Problem to solve —
Report each line of the records below that uses the word "instructions".

(Collected data entries)
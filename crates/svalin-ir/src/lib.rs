//! Svalin Circuit Intermediate Representation
//!
//! Core data structures for representing quantum circuits: registers,
//! gates, instructions, and the ordered-operation [`Circuit`] value that
//! the Svalin transpiler consumes and produces.
//!
//! The circuit is deliberately simple: an ordered sequence of validated
//! instructions over a contiguous qubit index space. Compilation passes
//! read the sequence and produce rewritten sequences; there is no
//! graph-based mutation API to keep consistent.
//!
//! # Example
//!
//! ```rust
//! use svalin_ir::{Circuit, QubitId};
//!
//! let mut circuit = Circuit::with_size("bell", 2, 2);
//! circuit.h(QubitId(0)).unwrap();
//! circuit.cx(QubitId(0), QubitId(1)).unwrap();
//!
//! assert_eq!(circuit.num_qubits(), 2);
//! assert_eq!(circuit.depth(), 2);
//! ```

pub mod circuit;
pub mod error;
pub mod gate;
pub mod instruction;
pub mod qubit;

pub use circuit::Circuit;
pub use error::{IrError, IrResult};
pub use gate::StandardGate;
pub use instruction::{Instruction, InstructionKind, TimeUnit};
pub use qubit::{ClassicalRegister, ClbitId, QuantumRegister, QubitId};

Exercise solution —
//! gates, instructions, and the ordered-operation [`Circuit`] value that
//! instructions over a contiguous qubit index space. Compilation passes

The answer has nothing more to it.